Remix.run Logo
toast0 3 days ago

Overcommit is subtle. If you allocate a bunch of address space and don't touch it, that's one thing.

If you allocate and touch everything, and then try to allocate more, it's better to get an allocation error than an unsatifyable page fault later.

My understanding (which could very well be wrong) is Linux overcommit will continue to allocate address space when asked regardless of memory pressure; but FreeBSD overcommit will refuse allocations when there's too much memory pressure.

I'm pretty sure I've seen FreeBSD's OOM killer, but it needs a specific pattern of memory use, it's much more likely for an application to get a failed allocation and exit, freeing memory; than for all the applications to have unused allocations that they then use.

All that said, I prefer to run with a small swap, somewhere around 0.5-2GB. Memory pressure is hard to measure (although recent linux has a measure that I haven't used), but swap % and swap i/o are easy to measure. If your swap grows quickly, you might not have time to do any operations to fix it, but your stats should tell the tale. If your swap grows slowly enough, you can set thresholds and analyze the situation. If you have a lot of swap i/o that provides a measure of urgency.

jcalvinowens 3 days ago | parent [-]

> If you allocate and touch everything, and then try to allocate more, it's better to get an allocation error than an unsatifyable page fault later.

It depends, but generally speaking I'd disagree with that.

The only time you actually want to see the allocation failures is if you're writing high reliability software where you've gone to the trouble to guarantee some sort of meaningful forward progress when memory is exhausted. That is VERY VERY hard, and quickly becomes impossible when you have non-trivial library dependencies.

If all you do is raise std::bad_alloc or call abort(), handling NULL return from malloc() is arguably a waste of icache: just let it crash. Dereferencing NULL is guaranteed to crash on Linux, only root can mmap() the lowest page.

Admittedly I'm anal, and I write the explicit code to check for it and call abort(), but I know very experienced programmers I respect who don't.

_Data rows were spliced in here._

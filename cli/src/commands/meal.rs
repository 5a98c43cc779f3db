use anyhow::{Result, bail};
use std::process;
use tabled::{
    Table, Tabled,
    settings::{Alignment, Modify, Style, object::Columns},
};

use stride_core::StrideService;
use stride_core::models::{MealEntry, NewMealEntry};

use super::helpers::{json_error, parse_date, short_id, sync_mark, truncate};

pub(crate) struct MealArgs {
    pub food: String,
    pub calories: f64,
    pub protein: f64,
    pub carbs: f64,
    pub fat: f64,
    pub meal: String,
    pub quantity: f64,
    pub date: Option<String>,
}

pub(crate) fn cmd_meal_log(service: &StrideService, args: MealArgs, json: bool) -> Result<()> {
    let entry = NewMealEntry {
        food_name: args.food,
        calories: args.calories,
        protein: args.protein,
        carbs: args.carbs,
        fat: args.fat,
        meal_type: args.meal,
        quantity: args.quantity,
        date_added: parse_date(args.date)?,
    };
    let meal = service.log_meal(&entry)?;

    if json {
        println!("{}", serde_json::to_string_pretty(&meal)?);
    } else {
        let name = &meal.food_name;
        let qty = meal.quantity;
        let kind = &meal.meal_type;
        let date = meal.date_added.format("%Y-%m-%d");
        let cal = meal.calories * meal.quantity;
        let id = short_id(&meal.id);
        println!("Logged {qty}x {name} for {kind} on {date} — {cal:.0} kcal [{id}]");
    }
    Ok(())
}

pub(crate) fn cmd_meal_list(service: &StrideService, date: Option<String>, json: bool) -> Result<()> {
    let date = date
        .map(|d| parse_date(Some(d)))
        .transpose()?
        .map(|d| d.format("%Y-%m-%d").to_string());
    let meals = service.list_meals(date.as_deref())?;

    if json {
        println!("{}", serde_json::to_string_pretty(&meals)?);
    } else if meals.is_empty() {
        eprintln!("No meals logged. Use `stride meal log` to add one.");
    } else {
        print_meal_table(&meals);
    }
    Ok(())
}

pub(crate) fn cmd_meal_delete(service: &StrideService, id: &str, json: bool) -> Result<()> {
    let meals = service.list_meals(None)?;
    let full_id = resolve_id(meals.iter().map(|m| m.id.as_str()), id)?;

    if let Some(full_id) = full_id {
        if service.delete_meal(&full_id)? {
            if json {
                println!("{}", serde_json::json!({ "deleted": full_id }));
            } else {
                println!("Deleted meal {}", short_id(&full_id));
            }
            return Ok(());
        }
    }

    if json {
        println!("{}", json_error(&format!("Meal {id} not found")));
    } else {
        eprintln!("Meal {id} not found");
    }
    process::exit(2);
}

/// Find the single id starting with `prefix`. Ambiguous prefixes are an error.
pub(crate) fn resolve_id<'a>(
    ids: impl Iterator<Item = &'a str>,
    prefix: &str,
) -> Result<Option<String>> {
    let prefix = prefix.trim();
    if prefix.is_empty() {
        bail!("Id must not be empty");
    }
    let matches: Vec<&str> = ids.filter(|id| id.starts_with(prefix)).collect();
    match matches.as_slice() {
        [] => Ok(None),
        [one] => Ok(Some((*one).to_string())),
        _ => bail!("Id '{prefix}' matches {} entries. Use more characters", matches.len()),
    }
}

pub(crate) fn print_meal_table(meals: &[MealEntry]) {
    #[derive(Tabled)]
    struct MealRow {
        #[tabled(rename = "ID")]
        id: String,
        #[tabled(rename = "Date")]
        date: String,
        #[tabled(rename = "Meal")]
        meal: String,
        #[tabled(rename = "Food")]
        food: String,
        #[tabled(rename = "Qty")]
        quantity: String,
        #[tabled(rename = "kcal")]
        calories: String,
        #[tabled(rename = "P")]
        protein: String,
        #[tabled(rename = "C")]
        carbs: String,
        #[tabled(rename = "F")]
        fat: String,
        #[tabled(rename = "Synced")]
        synced: String,
    }

    let rows: Vec<MealRow> = meals
        .iter()
        .map(|m| MealRow {
            id: short_id(&m.id).to_string(),
            date: m.date_added.format("%Y-%m-%d").to_string(),
            meal: m.meal_type.clone(),
            food: truncate(&m.food_name, 30),
            quantity: format!("{}", m.quantity),
            calories: format!("{:.0}", m.calories * m.quantity),
            protein: format!("{:.0}g", m.protein * m.quantity),
            carbs: format!("{:.0}g", m.carbs * m.quantity),
            fat: format!("{:.0}g", m.fat * m.quantity),
            synced: sync_mark(m.is_synced).to_string(),
        })
        .collect();

    let table = Table::new(&rows)
        .with(Style::rounded())
        .with(Modify::new(Columns::new(4..9)).with(Alignment::right()))
        .to_string();
    println!("{table}");
}
use anyhow::Result;
use std::process;
use tabled::{
    Table, Tabled,
    settings::{Alignment, Modify, Style, object::Columns},
};

use stride_core::StrideService;
use stride_core::models::NewWeightEntry;

use super::helpers::{LBS_PER_KG, json_error, parse_date, short_id, sync_mark, to_kg};
use super::meal::resolve_id;

pub(crate) fn cmd_weight_log(
    service: &StrideService,
    value: f64,
    unit: &str,
    date: Option<String>,
    json: bool,
) -> Result<()> {
    let entry = NewWeightEntry {
        weight: to_kg(value, unit)?,
        date: parse_date(date)?,
    };
    let result = service.log_weight(&entry)?;

    if json {
        println!("{}", serde_json::to_string_pretty(&result)?);
    } else {
        let lbs = result.weight * LBS_PER_KG;
        println!(
            "Logged {:.1} kg ({:.1} lbs) for {}",
            result.weight,
            lbs,
            result.date.format("%Y-%m-%d")
        );
    }

    Ok(())
}

pub(crate) fn cmd_weight_history(
    service: &StrideService,
    limit: Option<u32>,
    json: bool,
) -> Result<()> {
    let entries = service.weight_history(limit.map(i64::from))?;

    if json {
        println!("{}", serde_json::to_string_pretty(&entries)?);
    } else if entries.is_empty() {
        eprintln!("No weight entries found. Use `stride weight log` to record your weight.");
    } else {
        #[derive(Tabled)]
        struct WeightRow {
            #[tabled(rename = "ID")]
            id: String,
            #[tabled(rename = "Date")]
            date: String,
            #[tabled(rename = "Weight (kg)")]
            kg: String,
            #[tabled(rename = "Weight (lbs)")]
            lbs: String,
            #[tabled(rename = "Synced")]
            synced: String,
        }

        let rows: Vec<WeightRow> = entries
            .iter()
            .map(|e| WeightRow {
                id: short_id(&e.id).to_string(),
                date: e.date.format("%Y-%m-%d").to_string(),
                kg: format!("{:.1}", e.weight),
                lbs: format!("{:.1}", e.weight * LBS_PER_KG),
                synced: sync_mark(e.is_synced).to_string(),
            })
            .collect();

        let table = Table::new(&rows)
            .with(Style::rounded())
            .with(Modify::new(Columns::new(2..4)).with(Alignment::right()))
            .to_string();
        println!("{table}");
    }

    Ok(())
}

pub(crate) fn cmd_weight_delete(service: &StrideService, id: &str, json: bool) -> Result<()> {
    let entries = service.weight_history(None)?;
    let full_id = resolve_id(entries.iter().map(|e| e.id.as_str()), id)?;

    if let Some(full_id) = full_id {
        if service.delete_weight(&full_id)? {
            if json {
                println!("{}", serde_json::json!({ "deleted": full_id }));
            } else {
                println!("Deleted weight entry {}", short_id(&full_id));
            }
            return Ok(());
        }
    }

    if json {
        println!("{}", json_error(&format!("Weight entry {id} not found")));
    } else {
        eprintln!("Weight entry {id} not found");
    }
    process::exit(2);
}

toast0 3 days ago | parent [-]

> If all you do is raise std::bad_alloc or call abort(), handling NULL return from malloc() is arguably a waste of icache: just let it crash. Dereferencing NULL is guaranteed to crash on Linux, only root can mmap() the lowest page.

If you don't care to handle the error, which is a totally reasonable position, there's not a whole lot of difference between the allocator returning a pointer that will make you crash on use because it's zero, and a pointer that will make you crash on use because there are no pages available. There is some difference because if you get the allocation while there are no pages available, the fallible allocator has returned a permanently dead pointer and the unfailing allocator has returned a pointer that can work in the future.

But if you do want to respond to errors, it is easier to respond to a NULL return rather than to a failed page fault. I certainly agree it's not easy to do much other than abort in most cases, but I'd rather have the opportunity to try.

jcalvinowens 2 days ago | parent [-]

> But if you do want to respond to errors, it is easier to respond to a NULL return rather than to a failed page fault.

It's just inherently incompatible with overcommit, isn't it? Like you can mmap() directly and use MAP_POPULATE|MAP_LOCKED to get what you want*, but that defeats overcommit entirely.

I guess I can imagine a syscall that takes a pointer and says "fault this page please but return an error instead of killing me if you can't", but there's an unavoidable TOCTOU problem in that it could be paged out again before you actually touch it.

A zany idea is to write a custom malloc() that uses userfaultfd to allow overcommit in userspace with it disabled in the kernel. The benefit being that userspace gets to decide what to do if a fault can't be satisfied instead of getting killed. But that would be pretty complex, and I don't know what the performance would look like.

* EDIT: Actually the manpage implies some ambiguity about whether MAP_LOCKED|MAP_POPULATE is guaranteed to avoid the first major fault, it might need mmap()+mlock(), I'd have to look more carefully...

toast0 a day ago | parent [-]

> It's just inherently incompatible with overcommit, isn't it?

It's true that if overcommit is enabled, you can't guarantee you won't end up with a page fault that can't be satisfied.

But my experience on FreeBSD, which has overcommit enabled by default and returns NULL when asked for allocations that can't be (currently) satisfied is that most of the time you get a NULL allocation rather than an unsatisfied page fault.

What typically happens is a program grows to use beyond available memory (and swap) and it does so by allocating large, but managable chunks, using them, and then repeating. At a certain point, the OS struggles, but is typically able to find a page for each fault, but the large allocation looks too big, and the allocation fails and the program aborts.

But sometimes a program changes its usage pattern and starts using allocations that had been unused. In that case, you can still trigger the fatal page faults, because overcommit let you allocate more than is there.

If you don't want to have both scenarios, you can choose to eliminate the possibility of NULL by strictly allowing all allocations (although you could run out of address space and get a NULL at that point) or you can choose to eliminate the possibility of an unsatisfied page fault by strictly disallowing overcommit. I prefer having NULL when possible, and unsatisfied page faults when not.